Te Kopuru is the gateway to the Pouto Peninsula and such destinations as Kellys Bay, Glinks Gully, the North Head Lighthouse, Ripiro Beach and many more interesting destinations.

The picture above is a view looking across the river from opposite the old post office, Clean street is leading down to the river nd the locqation for the old wharf and the Customs office. The road to the right takes you down to Pouto, Redhill And Glinks Gulley.

The two features of Maungaraho to the left and Toka Toka, site of the first pilot station, on the right dominate the river at this point.


Many small settlements along the Wairoa River have an interesting tale to tell and Te Kopuru is just one of them. Constructed around the Kauri industry, in its heyday it boasted a population of well over three thousand, it had banks, a pool hall, shops, a cinema, post office and in later days a bus and taxi service. A boon to those that had always relied on the river for transport and as it was later to prove, also the death knell off river transport.

The village is located just 11 Km from Dargaville on the main road to the Pouto Peninsula. It is home for about 500 people and was originally the centre of the Kauri log industry. A number of sawmills and ship building firms were located here and as the Kauri dried up the population dwindled,

Te Kopuru taken from the air

Te Kopuru looking down the river, the main Dargaville-Pouto highway (Norton Street) running from lower centre diagonally left doglegs at the upper corner and then runs on towards Pouto at the upper right. The hospital is prominent on the lower right, the road to the right of the hospital grounds is aptly named Hospital Road and joins up with the Red Hill road heading to the Red Hill and the beach at Glinks Gulley. The small Dalmation settlement at Redhill is now long gone and all that remains is the cemetery which is still in use and many of the local residents are to be found there.


The area is now dependent largely on the farming and horticulture industry. However tourism is starting to become important in both the local economy and the wider community as well. A hospital was built at the turn of the century. Many of the buildings are still standing and are being used as private residences while others have fallen into disrepair.

Home stays, B & Bs' and more upmarket accommodation are starting to spring up, catering for the many New Zealand and overseas travelers who wish to experience life in the Kaipara. Many properties are being snapped up by those who are fed up with the hustle and bustle of the major towns and cities. Quiet rural living is attractive to many - the proximity of the river and beaches makes it a pleasant place to live, and the improvement of modern electronic communications make it easy to work from home.

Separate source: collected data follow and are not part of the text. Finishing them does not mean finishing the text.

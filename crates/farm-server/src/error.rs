//! API errors and how they map onto HTTP responses.

use axum::extract::rejection::{JsonRejection, PathRejection, QueryRejection};
use axum::http::StatusCode;
use axum::response::{IntoResponse, Response};
use tracing::error;

use farm_storage::StorageError;

use crate::envelope::ErrorBody;

/// Everything a handler can fail with.
#[derive(Debug, thiserror::Error)]
pub enum ApiError {
    /// Malformed request: unreadable JSON, bad query string, unknown value.
    #[error("{0}")]
    BadRequest(String),

    #[error("{0}")]
    Unauthorized(String),

    /// Signed in, but the role does not allow it.
    #[error("{0}")]
    Forbidden(String),

    #[error("{0}")]
    NotFound(String),

    #[error(transparent)]
    Storage(#[from] StorageError),

    /// A blocking task panicked or was cancelled.
    #[error("background task failed: {0}")]
    Join(#[from] tokio::task::JoinError),
}

pub type ApiResult<T> = std::result::Result<T, ApiError>;

impl ApiError {
    pub fn bad_request(message: impl Into<String>) -> Self {
        Self::BadRequest(message.into())
    }

    pub fn unauthorized(message: impl Into<String>) -> Self {
        Self::Unauthorized(message.into())
    }

    pub fn forbidden(message: impl Into<String>) -> Self {
        Self::Forbidden(message.into())
    }

    pub fn status(&self) -> StatusCode {
        match self {
            Self::BadRequest(_) => StatusCode::BAD_REQUEST,
            Self::Unauthorized(_) => StatusCode::UNAUTHORIZED,
            Self::Forbidden(_) => StatusCode::FORBIDDEN,
            Self::NotFound(_) => StatusCode::NOT_FOUND,
            Self::Storage(e) => storage_status(e),
            Self::Join(_) => StatusCode::INTERNAL_SERVER_ERROR,
        }
    }
}

fn storage_status(e: &StorageError) -> StatusCode {
    if e.is_not_found() {
        StatusCode::NOT_FOUND
    } else if e.is_validation() {
        StatusCode::BAD_REQUEST
    } else if e.is_auth() {
        StatusCode::UNAUTHORIZED
    } else if e.is_conflict() {
        StatusCode::CONFLICT
    } else {
        StatusCode::INTERNAL_SERVER_ERROR
    }
}

impl IntoResponse for ApiError {
    fn into_response(self) -> Response {
        let status = self.status();
        let message = if status.is_server_error() {
            // Database details stay in the log.
            error!(error = %self, "request failed");
            "internal server error".to_owned()
        } else {
            self.to_string()
        };
        (status, ErrorBody::new(message)).into_response()
    }
}

impl From<JsonRejection> for ApiError {
    fn from(rejection: JsonRejection) -> Self {
        Self::BadRequest(rejection.body_text())
    }
}

impl From<QueryRejection> for ApiError {
    fn from(rejection: QueryRejection) -> Self {
        Self::BadRequest(rejection.body_text())
    }
}

impl From<PathRejection> for ApiError {
    fn from(rejection: PathRejection) -> Self {
        Self::BadRequest(rejection.body_text())
    }
}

A hospital was built on a site overlooking the river in 1900. It included a maternity annex and limited aged care facilities. However when a new hospital was built in nearby Dargaville in the early 1950s, the hospital, with the exception of the maternity service which was transferred to Dargaville, and the aged care ward, was closed. The Geriatric facilities were destroyed by fire in 1959, fortunately without loss of life. They were never re-established and the site remains empty apart from a few local occupants

However the health needs of the locals are still being served - the Dargaville Medical Centre runs a nurse clinic on a Monday morning and a doctor and nurse clinic on a Thursday morning. Locals got together in 2009 and set up an area in the Coronation Hall suitable for the doctor and nurse to run a clinic, after the clinic had to move from its premises on Norton Street.